Hope thats helps out!

Probably didn't even want to know all that, but it's there for your info!

Funny rant though... hahaha!

Re: Passover
by Tim Parsons
Very funny! I usually find it humorous to hear comedians poking a little fun at their own religion.

Btw, just a little bit of background on the unleavened bread, or matza...

It is true that they ate unleavened bread on their flight out of Egypt, but it was not because they forgot the yeast. They simply did not have time. Exodus 12:33,34 "And the Egyptians were urgent upon the people, that they might send them out of the land in haste; for they said, We be all dead men. And the people took their dough before it was leavened, their kneadingtroughs being bound up in their clothes upon their shoulders."

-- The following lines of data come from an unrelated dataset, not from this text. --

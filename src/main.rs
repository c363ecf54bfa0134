// main.rs
mod api_auth;
mod api_routes;
mod config;
mod error;
mod image_diffusion;
mod llm_client;
mod nft_config;
mod nft_mint;
mod pipeline;
mod prompt_rewrite;
mod state;
mod storage_upload;
mod system_prompt;

use std::fs;

use actix_web::{middleware, web, App, HttpServer};
use anyhow::anyhow;
use dotenv::dotenv;
use log::info;
use reqwest::Client;
use solana_client::nonblocking::rpc_client::RpcClient;
use solana_sdk::commitment_config::CommitmentConfig;
use solana_sdk::signature::read_keypair_file;
use solana_sdk::signer::Signer;

use config::AppConfig;
use state::AppState;

#[actix_web::main]
async fn main() -> std::io::Result<()> {
    dotenv().ok();

    // Create logs directory if it doesn't exist
    fs::create_dir_all("logs")?;
    // Configure log4rs
    log4rs::init_file("log4rs.yaml", Default::default())
        .map_err(|e| std::io::Error::new(std::io::ErrorKind::Other, anyhow!(e)))?;

    info!("Starting artforge service");

    let config = AppConfig::from_env()
        .map_err(|e| std::io::Error::new(std::io::ErrorKind::Other, e.to_string()))?;
    fs::create_dir_all(&config.image_dir)?;

    let wallet = read_keypair_file(&config.keypair_path).map_err(|e| {
        std::io::Error::new(
            std::io::ErrorKind::Other,
            format!("failed to load wallet keypair: {}", e),
        )
    })?;
    info!("Service wallet: {}", wallet.pubkey());

    let rpc =
        RpcClient::new_with_commitment(config.rpc_url.clone(), CommitmentConfig::confirmed());

    let port = config.port;
    let service_api_key = config.service_api_key.clone();
    let state = web::Data::new(AppState {
        http: Client::new(),
        config,
        wallet,
        rpc,
    });

    info!("Listening at http://127.0.0.1:{}/", port);

    HttpServer::new(move || {
        App::new()
            .wrap(middleware::Logger::default())
            .wrap(api_auth::ApiKey::new(service_api_key.clone()))
            .app_data(state.clone())
            .configure(api_routes::configure)
    })
    .bind(("127.0.0.1", port))?
    .run()
    .await
}
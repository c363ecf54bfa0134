use std::fs;
use std::path::PathBuf;

use log::{debug, error, info};
use serde::{Deserialize, Serialize};
use serde_json::Value;
use uuid::Uuid;

use crate::error::{ArtError, Result};
use crate::state::AppState;

const IMAGES_URL: &str = "https://api.openai.com/v1/images/generations";
const IMAGE_MODEL: &str = "dall-e-3";
const IMAGE_SIZE: &str = "1024x1024";

#[derive(Serialize, Debug)]
struct CreateImageRequest {
    prompt: String,
    n: usize,
    size: String,
    model: String,
}

#[derive(Deserialize, Debug)]
struct CreateImageResponse {
    data: Vec<ImageData>,
}

#[derive(Deserialize, Debug)]
struct ImageData {
    url: String,
}

fn generation_prompt(rewritten_prompt: &str) -> String {
    format!("{} . Begin!", rewritten_prompt)
}

/// Stage 3: request exactly one square image for the rewritten prompt,
/// download it by URL and persist it under a per-request unique name.
pub async fn generate_image(state: &AppState, rewritten_prompt: &str) -> Result<PathBuf> {
    let request = CreateImageRequest {
        prompt: generation_prompt(rewritten_prompt),
        n: 1,
        size: IMAGE_SIZE.to_string(),
        model: IMAGE_MODEL.to_string(),
    };

    debug!("Sending generate image request: {:?}", request);

    let response = state
        .http
        .post(IMAGES_URL)
        .header("Content-Type", "application/json")
        .bearer_auth(&state.config.openai_api_key)
        .json(&request)
        .send()
        .await?;

    let status = response.status();
    let response_text = response.text().await?;

    if !status.is_success() {
        let error_response: Value = serde_json::from_str(&response_text).unwrap_or(Value::Null);
        error!("Image API error ({}): {:?}", status, error_response);
        return Err(ArtError::ImageApi(format!("status {}", status)));
    }

    let generate_response: CreateImageResponse = serde_json::from_str(&response_text)?;
    let image_url = generate_response
        .data
        .first()
        .map(|image| image.url.clone())
        .ok_or_else(|| ArtError::ImageApi("no image URL returned".to_string()))?;

    debug!("Fetching generated image from {}", image_url);

    let image_bytes = state
        .http
        .get(&image_url)
        .send()
        .await?
        .error_for_status()?
        .bytes()
        .await?;

    let image_path = state
        .config
        .image_dir
        .join(format!("{}.png", Uuid::new_v4()));
    fs::write(&image_path, &image_bytes)?;

    info!("Image successfully created and stored in: {}", image_path.display());

    Ok(image_path)
}

#[cfg(test)]
mod tests {
    use super::*;

    #[test]
    fn generation_prompt_appends_directive() {
        assert_eq!(
            generation_prompt("a cat on a roof"),
            "a cat on a roof . Begin!"
        );
    }

    #[test]
    fn response_parsing_takes_first_url() {
        let response: CreateImageResponse = serde_json::from_str(
            r#"{"data":[{"url":"https://images.example/one.png"},{"url":"https://images.example/two.png"}]}"#,
        )
        .unwrap();
        assert_eq!(response.data.first().unwrap().url, "https://images.example/one.png");
    }
}
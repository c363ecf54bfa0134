use reqwest::Client;
use solana_client::nonblocking::rpc_client::RpcClient;
use solana_sdk::signature::Keypair;

use crate::config::AppConfig;

/// Collaborator handles shared by every request: one HTTP client, the
/// service wallet and its RPC connection. Constructed once in `main`,
/// injected via `web::Data`, never reinitialized per request.
pub struct AppState {
    pub http: Client,
    pub config: AppConfig,
    pub wallet: Keypair,
    pub rpc: RpcClient,
}
// Manual test client for the /imagine endpoint.
use std::env;
use std::io::{self, Write};

use dotenv::dotenv;
use reqwest::Client;

#[tokio::main]
async fn main() -> Result<(), Box<dyn std::error::Error>> {
    dotenv().ok();

    let base_url =
        env::var("IMAGINE_URL").unwrap_or_else(|_| "http://127.0.0.1:8800/imagine".to_string());

    print!("Enter your prompt: ");
    io::stdout().flush()?;
    let mut prompt = String::new();
    io::stdin().read_line(&mut prompt)?;
    let prompt = prompt.trim().to_string();

    let mut query = vec![("user_prompt", prompt)];
    if let Ok(address) = env::var("RECIPIENT_ADDRESS") {
        query.push(("address", address));
    }

    let mut request = Client::new().get(&base_url).query(&query);
    if let Ok(api_key) = env::var("SERVICE_API_KEY") {
        request = request.bearer_auth(api_key);
    }

    let response = request.send().await?;
    println!("Status: {}", response.status());
    println!("Response: {}", response.text().await?);

    Ok(())
}
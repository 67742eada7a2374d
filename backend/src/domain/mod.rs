//! Domain primitives, services and ports.
//!
//! Purpose: define strongly typed driver and vehicle entities used by the API
//! and persistence layers, plus the services that implement the driving
//! ports.
//!
//! Public surface:
//! - Error (alias to `error::Error`): API error response payload.
//! - ErrorCode (alias to `error::ErrorCode`): stable error identifier.
//! - Driver, Vehicle and their validated field types.
//! - DriverFilter: list filtering parsed from query parameters.

pub mod driver;
pub mod driver_filter;
mod driver_service;
pub mod error;
pub mod ports;
mod schema_service;
pub mod trace_id;
pub mod vehicle;

pub use self::driver::{
    Driver, DriverChanges, DriverId, DriverValidationError, FirstName, LastName, NewDriver,
};
pub use self::driver_filter::{DriverFilter, DriverFilterError, DriverPredicate};
pub use self::driver_service::DriverService;
pub use self::error::{Error, ErrorCode, TRACE_ID_HEADER};
pub use self::schema_service::SchemaService;
pub use self::trace_id::TraceId;
pub use self::vehicle::{NewVehicle, PlateNumber, Vehicle, VehicleId, VehicleValidationError};

/// Convenient API result alias.
///
/// # Examples
/// ```
/// use fleet_backend::domain::{ApiResult, Error};
///
/// fn handler() -> ApiResult<()> {
///     Err(Error::not_found("driver 1 not found"))
/// }
/// # assert!(handler().is_err());
/// ```
pub type ApiResult<T> = Result<T, Error>;
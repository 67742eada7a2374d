//! Driver data model.
//!
//! Drivers own zero or more vehicles. Name fields are bounded by the widths
//! of their `VARCHAR` columns; no other content rules apply.

use std::fmt;
use std::str::FromStr;

use chrono::{DateTime, Utc};

/// Maximum length of a driver's first name, in characters.
pub const FIRST_NAME_MAX: usize = 50;
/// Maximum length of a driver's last name, in characters.
pub const LAST_NAME_MAX: usize = 80;

/// Validation errors raised while constructing driver values.
#[derive(Debug, Clone, PartialEq, Eq, thiserror::Error)]
pub enum DriverValidationError {
    #[error("driver id must be an integer, got {value:?}")]
    InvalidId { value: String },
    #[error("first name must be at most {max} characters, got {actual}")]
    FirstNameTooLong { max: usize, actual: usize },
    #[error("last name must be at most {max} characters, got {actual}")]
    LastNameTooLong { max: usize, actual: usize },
}

/// Primary key of a driver row.
#[derive(Debug, Clone, Copy, PartialEq, Eq, PartialOrd, Ord, Hash)]
pub struct DriverId(i32);

impl DriverId {
    /// Wrap a raw key.
    pub const fn new(id: i32) -> Self {
        Self(id)
    }

    /// Raw key as stored in the `drivers.id` column.
    pub const fn as_i32(self) -> i32 {
        self.0
    }
}

impl fmt::Display for DriverId {
    fn fmt(&self, f: &mut fmt::Formatter<'_>) -> fmt::Result {
        write!(f, "{}", self.0)
    }
}

impl FromStr for DriverId {
    type Err = DriverValidationError;

    fn from_str(s: &str) -> Result<Self, Self::Err> {
        s.parse::<i32>()
            .map(Self)
            .map_err(|_| DriverValidationError::InvalidId {
                value: s.to_owned(),
            })
    }
}

macro_rules! bounded_name {
    ($(#[$meta:meta])* $name:ident, $max:expr, $variant:ident) => {
        $(#[$meta])*
        #[derive(Debug, Clone, PartialEq, Eq)]
        pub struct $name(String);

        impl $name {
            /// Validate the length and wrap the value.
            pub fn new(value: impl Into<String>) -> Result<Self, DriverValidationError> {
                let value = value.into();
                let actual = value.chars().count();
                if actual > $max {
                    return Err(DriverValidationError::$variant { max: $max, actual });
                }
                Ok(Self(value))
            }

            /// Borrow the inner string.
            pub fn as_str(&self) -> &str {
                self.0.as_str()
            }
        }

        impl AsRef<str> for $name {
            fn as_ref(&self) -> &str {
                self.as_str()
            }
        }

        impl fmt::Display for $name {
            fn fmt(&self, f: &mut fmt::Formatter<'_>) -> fmt::Result {
                f.write_str(self.as_str())
            }
        }

        impl From<$name> for String {
            fn from(value: $name) -> Self {
                value.0
            }
        }
    };
}

bounded_name!(
    /// Driver first name, at most [`FIRST_NAME_MAX`] characters.
    FirstName,
    FIRST_NAME_MAX,
    FirstNameTooLong
);

bounded_name!(
    /// Driver last name, at most [`LAST_NAME_MAX`] characters.
    LastName,
    LAST_NAME_MAX,
    LastNameTooLong
);

/// A persisted driver.
///
/// ## Invariants
/// - `updated_at >= created_at`.
/// - `created_at` never changes once the row exists.
#[derive(Debug, Clone, PartialEq, Eq)]
pub struct Driver {
    pub id: DriverId,
    pub first_name: FirstName,
    pub last_name: LastName,
    pub created_at: DateTime<Utc>,
    pub updated_at: DateTime<Utc>,
}

/// Values required to insert a driver; keys and timestamps are assigned by
/// storage.
#[derive(Debug, Clone, PartialEq, Eq)]
pub struct NewDriver {
    pub first_name: FirstName,
    pub last_name: LastName,
}

/// Partial update of a driver. `None` leaves the column unchanged.
#[derive(Debug, Clone, Default, PartialEq, Eq)]
pub struct DriverChanges {
    pub first_name: Option<FirstName>,
    pub last_name: Option<LastName>,
}

impl DriverChanges {
    /// True when no column would change.
    pub fn is_empty(&self) -> bool {
        self.first_name.is_none() && self.last_name.is_none()
    }

    /// Apply the changes to an in-memory driver, returning whether anything
    /// changed.
    pub fn apply_to(&self, driver: &mut Driver) -> bool {
        if let Some(first_name) = &self.first_name {
            driver.first_name = first_name.clone();
        }
        if let Some(last_name) = &self.last_name {
            driver.last_name = last_name.clone();
        }
        !self.is_empty()
    }
}
//! Port for creating the relational schema on demand.

use async_trait::async_trait;

use super::define_port_error;

define_port_error! {
    /// Errors raised while creating tables.
    pub enum SchemaInitializerError {
        /// Storage could not be reached.
        Connection { message: String } =>
            "schema initialiser connection failed: {message}",
        /// A migration failed to apply.
        Migration { message: String } =>
            "schema migration failed: {message}",
    }
}

/// Creates any missing tables. Never drops or alters existing ones, so
/// repeated calls are harmless.
#[cfg_attr(test, mockall::automock)]
#[async_trait]
pub trait SchemaInitializer: Send + Sync {
    async fn ensure_schema(&self) -> Result<(), SchemaInitializerError>;
}
//! Print the OpenAPI document as JSON.

use fleet_backend::ApiDoc;
use utoipa::OpenApi;

fn main() -> Result<(), serde_json::Error> {
    println!("{}", ApiDoc::openapi().to_pretty_json()?);
    Ok(())
}
//! Shared validation helpers for inbound HTTP adapters.
//!
//! Every helper produces an `invalid_request` [`Error`] whose details carry
//! the offending field and a machine-readable code.

use serde_json::json;

use crate::domain::{
    DriverFilterError, DriverId, DriverValidationError, Error, FirstName, LastName,
};

/// Validation error codes for HTTP request failures.
#[derive(Debug, Clone, Copy, PartialEq, Eq)]
pub(crate) enum ValidationCode {
    MissingField,
    NullField,
    InvalidId,
    TooLong,
    InvalidDate,
}

impl ValidationCode {
    fn as_str(self) -> &'static str {
        match self {
            Self::MissingField => "missing_field",
            Self::NullField => "null_field",
            Self::InvalidId => "invalid_id",
            Self::TooLong => "too_long",
            Self::InvalidDate => "invalid_date",
        }
    }
}

/// Newtype wrapper for HTTP field names.
#[derive(Debug, Clone, Copy, PartialEq, Eq)]
pub(crate) struct FieldName(&'static str);

impl FieldName {
    pub(crate) const fn new(name: &'static str) -> Self {
        Self(name)
    }

    pub(crate) fn as_str(self) -> &'static str {
        self.0
    }
}

pub(crate) const FIRST_NAME: FieldName = FieldName::new("first_name");
pub(crate) const LAST_NAME: FieldName = FieldName::new("last_name");
pub(crate) const ID: FieldName = FieldName::new("id");

fn field_error(field: FieldName, code: ValidationCode, message: String) -> Error {
    Error::invalid_request(message).with_details(json!({
        "field": field.as_str(),
        "code": code.as_str(),
    }))
}

pub(crate) fn missing_field_error(field: FieldName) -> Error {
    let name = field.as_str();
    field_error(
        field,
        ValidationCode::MissingField,
        format!("missing required field: {name}"),
    )
}

pub(crate) fn null_field_error(field: FieldName) -> Error {
    let name = field.as_str();
    field_error(
        field,
        ValidationCode::NullField,
        format!("{name} must not be null"),
    )
}

/// Parse a path segment as a driver id.
pub(crate) fn parse_driver_id(raw: &str) -> Result<DriverId, Error> {
    raw.parse::<DriverId>().map_err(|_| {
        Error::invalid_request("id must be an integer").with_details(json!({
            "field": ID.as_str(),
            "value": raw,
            "code": ValidationCode::InvalidId.as_str(),
        }))
    })
}

fn name_error(field: FieldName, err: &DriverValidationError) -> Error {
    field_error(field, ValidationCode::TooLong, err.to_string())
}

pub(crate) fn parse_first_name(value: String) -> Result<FirstName, Error> {
    FirstName::new(value).map_err(|err| name_error(FIRST_NAME, &err))
}

pub(crate) fn parse_last_name(value: String) -> Result<LastName, Error> {
    LastName::new(value).map_err(|err| name_error(LAST_NAME, &err))
}

/// Map a filter parse failure to a request error naming the query key.
pub(crate) fn filter_error(err: &DriverFilterError) -> Error {
    match err {
        DriverFilterError::InvalidDate { field, value } => Error::invalid_request(err.to_string())
            .with_details(json!({
                "field": field,
                "value": value,
                "code": ValidationCode::InvalidDate.as_str(),
            })),
    }
}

But the interesting thing is, that's not even where the tradition started. Just prior to their actual exodus from the land of Egypt, the tenth plague was executed on the land. In preparation for this plague, the Lord told the Israelites to bake unleavened bread and instituted the other facets of the Passover feast.

So why unleavened bread? Throughout the Scriptures, leaven is symbolic of sin. The Lord instituted a symbolic purge of sin so that He could effectively work in and through the observer of the tradition.

So it is interesting that the tradition of unleavened bread was indeed instituted before their hasty flight from Egypt, when they ate unleavened bread of necessity rather than by commandment as they had in the preceding days.